I feel like it's slightly dishonest not to mention that (according to the Chrome devs) this problem is caused by poorly-behaved modifications to the Chrome installer made by third-party redistributors, and not by Chrome itself.

(Disclosure: I work for Google, but not on Chrome.)

It's true that based on the bug report linked in the post, the application bundle is modified by a 3rd party installer running as root. I still think Chrome should correctly handle the permissions problem with a warning or asking for root privileges to fix it, but I've updated the post to point out Chrome itself is not the origin of the problem.
I meant 3rd party plugin installer, like DivX.
> I feel like it's slightly dishonest not to mention that (according to the Chrome devs) this problem is caused by poorly-behaved modifications to the Chrome installer made by third-party redistributors, and not by Chrome itself.

What do you mean ? if I download Chrome from the official website I get a third party installer ? because I have the exact same problem with that very official installer.

He means that bug report is about a third party installer screwing up the permissions and nothing changing it?

Can you point me to an official installer with the same problem?

I'm not aware of those installers installing anything as root.

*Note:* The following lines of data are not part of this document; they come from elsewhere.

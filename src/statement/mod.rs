//! Monthly expense statement: header band, employee block, expense table with
//! a total, one page per attachment, and the signature band on every page.

pub mod labels;
pub mod layout;
pub mod render;

use std::fs;
use std::path::{Path, PathBuf};

use printpdf::image_crate::{self, DynamicImage};
use time::OffsetDateTime;
use tracing::{info, warn};

use crate::attachment::Attachment;
use crate::error::{Error, Result};
use crate::format::{statement_filename, MoneyFormat};
use crate::model::{CompanySettings, EmployeeDetails, Expense};

pub use labels::{statement_labels, StatementLabels};
pub use layout::{AttachmentVisual, DrawOp, PageKind, PagePlan, StatementPlan};

use layout::LayoutInput;
use render::ImageSet;

pub struct StatementRequest<'a> {
    pub company: &'a CompanySettings,
    pub employee: &'a EmployeeDetails,
    pub expenses: &'a [Expense],
    pub generated_at: OffsetDateTime,
    pub money: &'a MoneyFormat,
}

#[derive(Debug, Clone)]
pub struct Statement {
    pub plan: StatementPlan,
    pub bytes: Vec<u8>,
    /// `expense-report-<Month>-<Year>.pdf`
    pub filename: String,
}

#[derive(Debug, Clone, PartialEq, Eq)]
pub enum OutputMode {
    Download { dir: PathBuf },
    Preview,
}

#[derive(Debug, Clone, PartialEq, Eq)]
pub enum Delivery {
    Saved(PathBuf),
    Previewed(PathBuf),
}

fn decode_image(a: &Attachment) -> Result<DynamicImage> {
    let bytes = a.decode()?;
    image_crate::load_from_memory(&bytes).map_err(|e| Error::Attachment(format!("failed to decode image: {e}")))
}

pub fn build_statement(req: &StatementRequest<'_>) -> Result<Statement> {
    let labels = statement_labels()?;

    let logo = req.company.logo.as_ref().and_then(|a| match decode_image(a) {
        Ok(img) => Some(img),
        Err(e) => {
            warn!(error = %e, "company logo skipped");
            None
        }
    });

    let mut images = ImageSet {
        logo,
        attachments: Vec::with_capacity(req.expenses.len()),
    };
    let mut visuals = Vec::with_capacity(req.expenses.len());
    for (idx, expense) in req.expenses.iter().enumerate() {
        let Some(a) = expense.attachment.as_ref() else {
            images.attachments.push(None);
            visuals.push(None);
            continue;
        };
        if !a.is_image() {
            images.attachments.push(None);
            visuals.push(Some(AttachmentVisual::Placeholder(labels.document_placeholder(&a.mime()))));
            continue;
        }
        match decode_image(a) {
            Ok(img) => {
                visuals.push(Some(AttachmentVisual::Image {
                    px_w: img.width(),
                    px_h: img.height(),
                }));
                images.attachments.push(Some(img));
            }
            Err(e) => {
                warn!(position = idx + 1, error = %e, "attachment image could not be loaded");
                images.attachments.push(None);
                visuals.push(Some(AttachmentVisual::Placeholder(labels.image_error.clone())));
            }
        }
    }

    let input = LayoutInput {
        company: req.company,
        employee: req.employee,
        expenses: req.expenses,
        logo: images.logo.as_ref().map(|img| (img.width(), img.height())),
        visuals: &visuals,
        generated_at: req.generated_at,
        money: req.money,
        labels,
    };
    let plan = layout::plan(&input);
    let bytes = render::render(&plan, &labels.doc_title, &images)?;
    let filename = statement_filename(req.generated_at.month(), req.generated_at.year());

    info!(
        pages = plan.pages.len(),
        rows = req.expenses.len(),
        bytes = bytes.len(),
        "statement generated"
    );
    Ok(Statement { plan, bytes, filename })
}

pub fn deliver(statement: &Statement, mode: &OutputMode) -> Result<Delivery> {
    deliver_with(statement, mode, |path| {
        opener::open(path).map_err(|e| e.to_string())
    })
}

/// Like [`deliver`], with the viewer launch supplied by the caller.
pub fn deliver_with<F>(statement: &Statement, mode: &OutputMode, open: F) -> Result<Delivery>
where
    F: FnOnce(&Path) -> std::result::Result<(), String>,
{
    match mode {
        OutputMode::Download { dir } => {
            let path = write_into(dir, statement)?;
            info!(path = %path.display(), "statement saved");
            Ok(Delivery::Saved(path))
        }
        OutputMode::Preview => {
            let path = write_into(&std::env::temp_dir(), statement)?;
            if let Err(e) = open(&path) {
                warn!(path = %path.display(), error = %e, "statement viewer could not be opened");
                return Err(Error::PreviewUnavailable(e));
            }
            info!(path = %path.display(), "statement opened for preview");
            Ok(Delivery::Previewed(path))
        }
    }
}

fn write_into(dir: &Path, statement: &Statement) -> Result<PathBuf> {
    fs::create_dir_all(dir)?;
    let path = dir.join(&statement.filename);
    fs::write(&path, &statement.bytes)?;
    Ok(path)
}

It looks like the linked article has been updated at the end to clarify.

It sounds like some third party extension's installer (e.g. DivX) is reaching into Chrome.app and mucking with permissions (setting owner to root). Not sure why they don't install into "/Library/Internet Plug-Ins" (maybe it doesn't work with chrome anymore?)

(Edit: but a comment in the linked bug report suggests that this may also occur if Chrome is installed as one user and used by another.)

The bug report claims that in the different-user case you do get a privilege escalation prompt.
Oddly the author leaves out any mention of possibilities along these lines.
I've seen the official Opera installer for Windows exhibit this same behavior.
dishonesty averted! He added a disclosure. :-)
> I’m happily walking away from this with an extra 21GB in my pocket! And now I ask you: is your Chrome bigger than mine?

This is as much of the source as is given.